Manoel de Barros, poeta achegado em despropósitos, afirma sem desnecessidades que o verbo “tem que pegar delírio” (2001, p.15). O verbo é a primeira arte, é um pedacinho daquilo que vem a compor artes de síntese com o cinema. O cinema pega delírio nos olhos do espectador e assim fazendo, toma emprestadas desses olhos texturas, riquezas de cores, proporções: os olhos escutam o filme mudo e tingem com lápis de cor o preto e branco.
O cinema também precisa estar um pouco emprenhado de desvario para ganhar volumes, atravessar o globo dos olhos e entrincheirar-se na mente com “desimagens” entretecendo consciente e inconsciente coletivos.
A linguagem poética e criativa tem uma universalidade latente.
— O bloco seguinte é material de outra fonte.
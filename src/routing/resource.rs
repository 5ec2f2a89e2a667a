use chrono::{DateTime, Utc};
use serde::{Deserialize, Serialize};
use std::fs;
use std::path::{Path, PathBuf};

/// A source file the loaded routes depend on.
///
/// Cached routes stay valid only while every tracked file is fresh.
#[derive(Debug, Clone, PartialEq, Eq, Hash, Serialize, Deserialize)]
pub struct FileResource {
    path: PathBuf,
}

impl FileResource {
    pub fn new(path: impl Into<PathBuf>) -> Self {
        Self { path: path.into() }
    }

    pub fn path(&self) -> &Path {
        &self.path
    }

    /// Whether the file is unchanged since `timestamp`.
    ///
    /// A missing or unreadable file is never fresh.
    pub fn is_fresh(&self, timestamp: DateTime<Utc>) -> bool {
        match fs::metadata(&self.path).and_then(|meta| meta.modified()) {
            Ok(modified) => DateTime::<Utc>::from(modified) <= timestamp,
            Err(_) => false,
        }
    }
}

impl std::fmt::Display for FileResource {
    fn fmt(&self, f: &mut std::fmt::Formatter<'_>) -> std::fmt::Result {
        write!(f, "{}", self.path.display())
    }
}

#[cfg(test)]
mod tests {
    use super::*;
    use chrono::Duration;

    #[test]
    fn test_missing_file_is_stale() {
        let resource = FileResource::new("/definitely/not/here/controller.rs");
        assert!(!resource.is_fresh(Utc::now()));
    }

    #[test]
    fn test_fresh_until_modified() {
        let path = std::env::temp_dir().join(format!(
            "restroute-resource-{}.rs",
            std::process::id()
        ));
        fs::write(&path, "// controller").unwrap();

        let resource = FileResource::new(&path);
        assert!(resource.is_fresh(Utc::now() + Duration::seconds(5)));
        assert!(!resource.is_fresh(Utc::now() - Duration::days(1)));

        fs::remove_file(&path).unwrap();
    }
}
Por certo, crianças e esquizofrênicos podem tomar caminho mais facilmente por essa via, pois são menos presos a quaisquer convenções. Conforme Luiz Carlos Mello:
"Certamente a criatividade permanece intocada na condição dita esquizofrênica. Segundo pesquisa inglesa recente, o homem fala cerca de 10 mil línguas diferentes. Mas o substrato mais profundo do homem é universal, e sua linguagem se expressa através das imagens do inconsciente, comuns a todos nós.Nas vivências esquizofrênicas, essas imagens invadem a esfera da consciência com uma força avassaladora e aproximam-se de forma desordenada das fontes do processo criativo. Daí a importância das atividades expressivas no tratamento, o que também poderá revelar, através de extraordinárias criações, as riquezas da psique que estão voltadas para longe de nós."
Foi observado por estudiosos que, nas vivências esquizofrênicas, à medida que a dimensão verbal some, a imagética emerge. O mundo dessas pessoas é povoado de imagens que pegaram delírio e beberam na fonte dos medos, anseios e vertigens comuns a toda humanidade, por isso, podem nos falar muito mais de perto. Mário Pedrosa caracterizou esse tipo de obra como “Arte Virgem” ou seja, uma arte despojada de convenções acadêmicas estabelecidas, ou de quaisquer rotinas da visão naturalista ou fotográfica, pois que representar imageticamente o que está dentro é muito diferente de representar o que está fora.
O cinema de animação, numa rota pelo avesso, diferente de outros tipos de cinema caracterizados essencialmente pela duplicação do visível, é uma duplicação do invisível, portanto uma arte virgem de síntese, segundo as classificações apresentadas.
Introdução da minha monografia "Fernando na Ponta da Estrela", sobre o filme de Marcos Magalhães e Fernando Diniz "Estrela de Cinco Pontas" -2004

Um comentário:

marcosmag disse...

Daniela, recebi a cópia da monografia que vc deixou no Anima Mundi em SP... Obrigado! Adorei ler o seu texto.